* [Assignment] Please copy out every line of the listing below in which the word "println" appears.
———
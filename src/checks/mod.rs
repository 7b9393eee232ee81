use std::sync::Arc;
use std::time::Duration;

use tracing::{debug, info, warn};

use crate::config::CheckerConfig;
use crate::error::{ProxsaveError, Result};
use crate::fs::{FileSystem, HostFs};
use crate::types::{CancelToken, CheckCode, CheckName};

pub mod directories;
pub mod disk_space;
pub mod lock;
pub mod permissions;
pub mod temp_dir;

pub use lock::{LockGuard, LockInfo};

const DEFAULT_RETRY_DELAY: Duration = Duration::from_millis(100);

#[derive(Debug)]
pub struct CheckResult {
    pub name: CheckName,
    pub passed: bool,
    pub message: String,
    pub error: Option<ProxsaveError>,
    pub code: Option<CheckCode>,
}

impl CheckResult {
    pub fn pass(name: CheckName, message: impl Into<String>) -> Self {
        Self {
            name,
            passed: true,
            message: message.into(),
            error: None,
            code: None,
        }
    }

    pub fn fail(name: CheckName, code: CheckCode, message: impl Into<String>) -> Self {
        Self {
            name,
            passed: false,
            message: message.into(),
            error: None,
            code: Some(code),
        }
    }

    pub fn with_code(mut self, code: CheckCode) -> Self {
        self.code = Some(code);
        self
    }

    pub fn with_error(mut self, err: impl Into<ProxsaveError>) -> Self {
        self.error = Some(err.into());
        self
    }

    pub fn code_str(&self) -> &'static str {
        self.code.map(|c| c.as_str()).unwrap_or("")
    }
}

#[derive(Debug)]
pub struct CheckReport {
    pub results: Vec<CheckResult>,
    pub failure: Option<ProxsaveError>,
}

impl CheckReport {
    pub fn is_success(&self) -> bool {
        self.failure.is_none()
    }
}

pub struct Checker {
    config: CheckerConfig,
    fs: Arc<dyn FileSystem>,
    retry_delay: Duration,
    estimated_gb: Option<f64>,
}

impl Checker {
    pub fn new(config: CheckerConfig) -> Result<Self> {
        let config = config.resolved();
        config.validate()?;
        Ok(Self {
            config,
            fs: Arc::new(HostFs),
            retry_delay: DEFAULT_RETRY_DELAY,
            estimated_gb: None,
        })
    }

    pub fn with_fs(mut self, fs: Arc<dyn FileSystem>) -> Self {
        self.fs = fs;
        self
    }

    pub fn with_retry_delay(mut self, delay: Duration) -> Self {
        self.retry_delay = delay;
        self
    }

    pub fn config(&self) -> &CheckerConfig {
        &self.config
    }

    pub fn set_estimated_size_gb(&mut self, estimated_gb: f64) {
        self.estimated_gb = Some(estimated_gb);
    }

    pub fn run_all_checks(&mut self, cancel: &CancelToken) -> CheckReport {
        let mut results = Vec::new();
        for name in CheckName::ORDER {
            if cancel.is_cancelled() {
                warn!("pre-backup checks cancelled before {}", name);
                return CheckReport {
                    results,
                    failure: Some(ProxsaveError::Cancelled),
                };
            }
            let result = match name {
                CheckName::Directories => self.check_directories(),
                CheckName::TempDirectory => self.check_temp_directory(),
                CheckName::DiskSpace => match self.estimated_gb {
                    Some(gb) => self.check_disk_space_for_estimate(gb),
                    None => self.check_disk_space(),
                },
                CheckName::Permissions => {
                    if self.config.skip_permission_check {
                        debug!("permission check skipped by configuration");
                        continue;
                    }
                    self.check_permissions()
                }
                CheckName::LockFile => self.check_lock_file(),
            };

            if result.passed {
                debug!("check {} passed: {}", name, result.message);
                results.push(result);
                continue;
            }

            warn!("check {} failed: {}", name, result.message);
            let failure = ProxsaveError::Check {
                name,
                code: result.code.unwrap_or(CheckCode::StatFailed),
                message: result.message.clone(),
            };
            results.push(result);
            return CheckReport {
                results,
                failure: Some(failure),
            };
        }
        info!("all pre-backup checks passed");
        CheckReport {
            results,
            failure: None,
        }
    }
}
———
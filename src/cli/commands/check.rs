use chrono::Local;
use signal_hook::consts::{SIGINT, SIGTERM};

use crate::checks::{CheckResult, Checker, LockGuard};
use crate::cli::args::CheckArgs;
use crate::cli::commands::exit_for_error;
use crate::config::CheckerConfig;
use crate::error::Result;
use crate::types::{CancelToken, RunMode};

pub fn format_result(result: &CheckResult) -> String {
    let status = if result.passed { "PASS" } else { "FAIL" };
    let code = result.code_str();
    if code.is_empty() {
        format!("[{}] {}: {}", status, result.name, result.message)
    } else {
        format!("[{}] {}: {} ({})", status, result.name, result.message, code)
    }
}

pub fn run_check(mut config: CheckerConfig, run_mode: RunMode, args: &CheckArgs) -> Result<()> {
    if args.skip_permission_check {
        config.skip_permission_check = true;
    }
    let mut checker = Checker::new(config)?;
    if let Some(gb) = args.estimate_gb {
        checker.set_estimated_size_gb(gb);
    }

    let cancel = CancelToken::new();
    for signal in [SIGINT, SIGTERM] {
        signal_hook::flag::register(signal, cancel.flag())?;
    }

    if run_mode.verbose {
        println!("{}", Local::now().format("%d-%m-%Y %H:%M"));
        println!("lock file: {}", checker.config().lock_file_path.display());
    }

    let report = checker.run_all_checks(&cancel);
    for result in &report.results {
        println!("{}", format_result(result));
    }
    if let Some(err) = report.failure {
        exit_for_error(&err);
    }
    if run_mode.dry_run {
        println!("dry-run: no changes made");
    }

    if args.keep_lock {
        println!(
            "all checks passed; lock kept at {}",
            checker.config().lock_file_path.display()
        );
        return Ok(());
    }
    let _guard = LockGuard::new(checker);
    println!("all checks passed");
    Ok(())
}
———
* [Answer to this exercise]
        println!("{}", Local::now().format("%d-%m-%Y %H:%M"));
        println!("lock file: {}", checker.config().lock_file_path.display());
        println!("{}", format_result(result));
        println!("dry-run: no changes made");
        println!(
    println!("all checks passed");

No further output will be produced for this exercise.